In our experiment these pitfalls were avoided, but it should be emphasized that we measured the response of the whole population of plants in the pot. It is possible that there is correlated variation in plant size and allocation pattern among plant individuals within the pot with smaller plants showing a stronger response (cf. Fig. 3), but larger individuals contributing more to the response that we measured. Since large plants had probably experienced less competitive stress than smaller plants, we might have underestimated the change in allocation in response to increased competition. So, taking this possible pitfall into account, we can still only conclude that there are strong effects of competitive stress on the allocation of biomass to below- and aboveground organs.

The relationships between shoot to root ratios and plant weights show that at high levels of competitive stress these ratios vary markedly among the four N-supply levels (Fig. 3). At the low levels of competitive stress this variation is much smaller. It even appears that the four lines converge to a constant shoot to root ratio at lower plant densities, i.e., under conditions where both nitrogen and light limitation are low.

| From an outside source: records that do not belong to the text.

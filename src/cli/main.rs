//! Dataset collector CLI
//!
//! Command-line interface for collecting and validating per-class image
//! datasets.

use super::config::CliConfigBuilder;
use crate::{
    collector::DatasetCollector, services::create_cli_progress_reporter,
    tracing_config::init_cli_tracing, types::RunReport,
};
use anyhow::{Context, Result};
use clap::Parser;
use std::path::PathBuf;
use std::time::Instant;
use tracing::info;

/// Collect per-class image datasets from URL manifests
#[derive(Parser, Debug)]
#[command(author, version, about, long_about = None)]
#[command(name = "dataset-collector")]
#[allow(clippy::struct_excessive_bools)]
pub struct Cli {
    /// Dataset root holding the <class>.txt manifests [default: $DATASET_COLLECTOR_ROOT or the user data directory]
    #[arg(short, long, value_name = "PATH")]
    pub dataset_root: Option<PathBuf>,

    /// Class to collect, repeatable [default: sunglasses, jeans, dress]
    #[arg(short, long = "class", value_name = "NAME")]
    pub classes: Vec<String>,

    /// JSON configuration file; command-line flags override its values
    #[arg(long, value_name = "FILE")]
    pub config: Option<PathBuf>,

    /// Per-request timeout in seconds [default: 60]
    #[arg(short, long, value_name = "SECS")]
    pub timeout: Option<u64>,

    /// Extension for downloaded files [default: jpg]
    #[arg(long, value_name = "EXT")]
    pub extension: Option<String>,

    /// Keep bodies of non-success HTTP responses and leave them to validation
    #[arg(long)]
    pub accept_error_status: bool,

    /// Mark the selected classes incomplete so they are downloaded again
    #[arg(long)]
    pub force: bool,

    /// Show manifest and status information for each class and exit
    #[arg(long)]
    pub list: bool,

    /// Print the run report as JSON on stdout
    #[arg(long)]
    pub json: bool,

    /// Plain log output on stderr, without colors
    #[arg(long)]
    pub plain: bool,

    /// Show a progress bar while downloading
    #[arg(long)]
    pub progress: bool,

    /// Enable verbose logging (-v: DEBUG, -vv: TRACE)
    #[arg(short, long, action = clap::ArgAction::Count)]
    pub verbose: u8,
}

pub async fn main() -> Result<()> {
    let cli = Cli::parse();

    init_cli_tracing(cli.verbose, cli.plain).context("Failed to initialize tracing")?;

    run(&cli).await
}

/// Execute a parsed command line
pub async fn run(cli: &Cli) -> Result<()> {
    let config = CliConfigBuilder::from_cli(cli).context("Failed to build configuration")?;

    let reporter = create_cli_progress_reporter(cli.progress, cli.verbose >= 1);
    let collector = DatasetCollector::new(config)
        .context("Failed to create dataset collector")?
        .with_progress_reporter(reporter);

    if cli.list {
        return list_classes(&collector);
    }

    if cli.force {
        collector
            .preflight()
            .context("Dataset collection failed")?;
        for class_name in &collector.config().classes {
            collector
                .reset(class_name)
                .with_context(|| format!("Failed to reset class '{}'", class_name))?;
        }
    }

    info!("Dataset root: {}", collector.config().dataset_root.display());
    info!("Classes: {}", collector.config().classes.join(", "));

    let start_time = Instant::now();
    let report = collector.run().await.context("Dataset collection failed")?;

    if cli.json {
        println!(
            "{}",
            serde_json::to_string_pretty(&report).context("Failed to serialize run report")?
        );
    } else {
        print_summary(&report);
    }

    info!(
        "Processed {} class(es) in {:.2}s",
        report.classes.len(),
        start_time.elapsed().as_secs_f64()
    );

    Ok(())
}

/// Print per-class status without touching the dataset
fn list_classes(collector: &DatasetCollector) -> Result<()> {
    let inventory = collector.inspect().context("Failed to inspect dataset")?;

    println!(
        "📦 Dataset root: {}",
        collector.config().dataset_root.display()
    );
    for class in inventory {
        let manifest = class
            .manifest_urls
            .map_or_else(|| "missing manifest".to_string(), |n| format!("{} urls", n));
        let status = class
            .status
            .map_or_else(|| "not collected".to_string(), |s| s.to_string());
        println!(
            "  • {}: {}, status {}, {} file(s)",
            class.class_name, manifest, status, class.image_files
        );
    }

    Ok(())
}

fn print_summary(report: &RunReport) {
    println!("📊 Collection summary");
    for class in &report.classes {
        let mode = if class.collection_ran {
            "collected"
        } else {
            "already collected"
        };
        println!(
            "  • {} ({}): {} downloaded, {} skipped, {} deleted, {} remaining",
            class.class_name,
            mode,
            class.downloaded,
            class.skipped_count(),
            class.validation.deleted_count(),
            class.remaining_images()
        );
    }
    println!(
        "  Total: {} downloaded, {} skipped, {} deleted",
        report.total_downloaded(),
        report.total_skipped(),
        report.total_deleted()
    );
}
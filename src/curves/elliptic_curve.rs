// src/curves/elliptic_curve.rs
//! Group law on short-Weierstrass curves y² = x³ + Ax + B in affine coordinates.
//! This module provides the slope computations, doubling, the fast and total
//! addition paths, negation, the on-curve check and fixed-width scalar multiplication.

use log::trace;
use rug::Integer;

use crate::arithmetic::modular::{add_mod, div_mod, mul_mod, neg_mod, sub_mod};
use crate::curves::point::Point;
use crate::errors::EcdsaError;
use crate::params::CurveParams;

/// Elliptic curve view over a set of domain parameters
#[derive(Clone, Copy, Debug)]
pub struct Curve<'a> {
    params: &'a CurveParams,
}

impl<'a> Curve<'a> {
    pub fn new(params: &'a CurveParams) -> Self {
        Self { params }
    }

    pub fn params(&self) -> &'a CurveParams {
        self.params
    }

    pub fn generator(&self) -> &'a Point {
        &self.params.generator
    }

    /// Slope of the tangent at `pt`: (3x² + A) / 2y
    ///
    /// y is never zero on an odd-order curve: such a point would satisfy pt = -pt,
    /// giving an element of order two.
    pub fn compute_doubling_slope(&self, pt: &Point) -> Result<Integer, EcdsaError> {
        let (x, y) = affine_coordinates(pt, "compute_doubling_slope")?;
        let p = &self.params.p;

        let x_sqr = mul_mod(x, x, p);
        let numerator = add_mod(&mul_mod(&Integer::from(3), &x_sqr, p), &self.params.a, p);
        let denominator = add_mod(y, y, p);

        div_mod(&numerator, &denominator, p).map_err(|_| self.no_inverse("compute_doubling_slope"))
    }

    /// Slope of the chord through `pt0` and `pt1`: (y0 - y1) / (x0 - x1)
    ///
    /// Requires x0 ≠ x1 (mod p).
    pub fn compute_slope(&self, pt0: &Point, pt1: &Point) -> Result<Integer, EcdsaError> {
        let (x0, y0) = affine_coordinates(pt0, "compute_slope")?;
        let (x1, y1) = affine_coordinates(pt1, "compute_slope")?;
        let p = &self.params.p;

        let x_diff = sub_mod(x0, x1, p);
        let y_diff = sub_mod(y0, y1, p);

        div_mod(&y_diff, &x_diff, p).map_err(|_| self.no_inverse("compute_slope"))
    }

    /// pt + pt
    pub fn ec_double(&self, pt: &Point) -> Result<Point, EcdsaError> {
        let (x, y) = match pt {
            Point::Identity => return Ok(Point::Identity),
            Point::Affine { x, y } => (x, y),
        };
        let p = &self.params.p;

        let slope = self.compute_doubling_slope(pt)?;
        let slope_sqr = mul_mod(&slope, &slope, p);

        let new_x = sub_mod(&slope_sqr, &add_mod(x, x, p), p);
        let new_y = sub_mod(&mul_mod(&slope, &sub_mod(x, &new_x, p), p), y, p);

        Ok(Point::affine(new_x, new_y))
    }

    /// pt0 + pt1 for points with distinct x-coordinates
    ///
    /// Either operand may be the identity. When x0 ≡ x1 the chord slope is
    /// undefined and `NoInverse` is returned; use `ec_add` for those inputs.
    pub fn fast_ec_add(&self, pt0: &Point, pt1: &Point) -> Result<Point, EcdsaError> {
        let (x0, y0, x1) = match (pt0, pt1) {
            (Point::Identity, _) => return Ok(pt1.clone()),
            (_, Point::Identity) => return Ok(pt0.clone()),
            (Point::Affine { x: x0, y: y0 }, Point::Affine { x: x1, .. }) => (x0, y0, x1),
        };
        let p = &self.params.p;

        let slope = self.compute_slope(pt0, pt1)?;
        let slope_sqr = mul_mod(&slope, &slope, p);

        let new_x = sub_mod(&sub_mod(&slope_sqr, x0, p), x1, p);
        let new_y = sub_mod(&mul_mod(&slope, &sub_mod(x0, &new_x, p), p), y0, p);

        Ok(Point::affine(new_x, new_y))
    }

    /// pt0 + pt1 for any pair of points
    ///
    /// Coincident x-coordinates are either mutual negatives (result is the
    /// identity) or the same point (result is the double).
    pub fn ec_add(&self, pt0: &Point, pt1: &Point) -> Result<Point, EcdsaError> {
        let (x0, y0, x1, y1) = match (pt0, pt1) {
            (Point::Identity, _) => return Ok(pt1.clone()),
            (_, Point::Identity) => return Ok(pt0.clone()),
            (Point::Affine { x: x0, y: y0 }, Point::Affine { x: x1, y: y1 }) => (x0, y0, x1, y1),
        };
        let p = &self.params.p;

        if sub_mod(x0, x1, p) != 0 {
            return self.fast_ec_add(pt0, pt1);
        }

        if add_mod(y0, y1, p) == 0 {
            Ok(Point::Identity)
        } else {
            self.ec_double(pt0)
        }
    }

    /// (x, y) -> (x, -y)
    pub fn ec_neg(&self, pt: &Point) -> Point {
        match pt {
            Point::Identity => Point::Identity,
            Point::Affine { x, y } => Point::affine(x.clone(), neg_mod(y, &self.params.p)),
        }
    }

    /// y² ≡ x³ + Ax + B (mod p)
    ///
    /// The identity has no affine coordinates and is reported as not on the
    /// curve, so it can never pass as a public key.
    pub fn verify_point(&self, pt: &Point) -> bool {
        match pt {
            Point::Identity => false,
            Point::Affine { x, y } => {
                let p = &self.params.p;
                if *x < 0 || *x >= *p || *y < 0 || *y >= *p {
                    return false;
                }
                self.params.satisfies_equation(x, y)
            }
        }
    }

    /// r · pt by left-to-right double-and-add
    ///
    /// Always performs `scalar_bits` iterations whatever the magnitude of `r`.
    /// The conditional add still branches on the scalar bits, so this is not a
    /// constant-time implementation.
    pub fn mult(&self, pt: &Point, r: &Integer) -> Result<Point, EcdsaError> {
        let width = self.params.scalar_bits;
        if *r < 0 || r.significant_bits() > width {
            return Err(EcdsaError::ScalarOutOfRange {
                bits: r.significant_bits(),
                max_bits: width,
            });
        }
        trace!("scalar multiplication over {} bits", width);

        let mut acc = Point::Identity;
        for i in (0..width).rev() {
            acc = self.ec_double(&acc)?;
            if r.get_bit(i) {
                acc = self.ec_add(&acc, pt)?;
            }
        }
        Ok(acc)
    }

    fn no_inverse(&self, operation: &str) -> EcdsaError {
        EcdsaError::NoInverse {
            operation: operation.to_string(),
            modulus_bits: self.params.p.significant_bits(),
        }
    }
}

fn affine_coordinates<'p>(
    pt: &'p Point,
    context: &str,
) -> Result<(&'p Integer, &'p Integer), EcdsaError> {
    match pt {
        Point::Affine { x, y } => Ok((x, y)),
        Point::Identity => Err(EcdsaError::InvalidPoint {
            context: format!("{}: identity has no affine coordinates", context),
        }),
    }
}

We did not find a complete shift from a negative to a positive effect of plant density on the shoot to root ratio with increasing nutrient supply as we expected, but rather a shift from a negative to a neutral relationship. We suggest that there are two possible hypotheses that explain this pattern. The first explanation is that belowground competition is relevant both on nutrient-poor and nutrient-rich substrates, while the relevance of aboveground competition increases with increasing aboveground biomass. In the low N treatment only belowground competition plays its role, while in the high N treatment the effects of above- and belowground competition would more or less balance each other. This hypothesis would be in agreement with the finding of Twolan-Strutt and Keddy (1996), that total and aboveground competition were greater in wetlands with higher standing crop, while belowground competition intensity did not differ between sites. The second hypothesis is that the effects of nutrient deprival on root–shoot allocation are far more important than the effects of light competition, while we would expect such nutrient depletion effects to be stronger on poor substrates. Casper et al. (1998) did not find any effect of increased plant densities on shoot to root ratios, when they excluded root competition, while the plants grown at high densities exhibited typical aboveground responses to neighbors, such as higher ratios of stem to leaf biomass and greater specific leaf areas. Poorter and Nagel (2000) attempted to evaluate the adaptive value of changes in shoot to root ratio in response to changes in light and nutrient supply using a growth analysis, taking into account the effects of various parameters on the relative growth rate. They concluded that changes in allocation to roots had strong adaptive effects on plant growth, while the consequences of changes in allocation to aboveground biomass were relatively small as compared to the effects of changes in other parameters such as specific leaf area and rate of photosynthesis per unit leaf area. It is important that future experiments attempt to test these two alternative hypotheses so that we can conclude at last what plant features contribute to the competitive ability of plant individuals on fertile and less fertile substrates.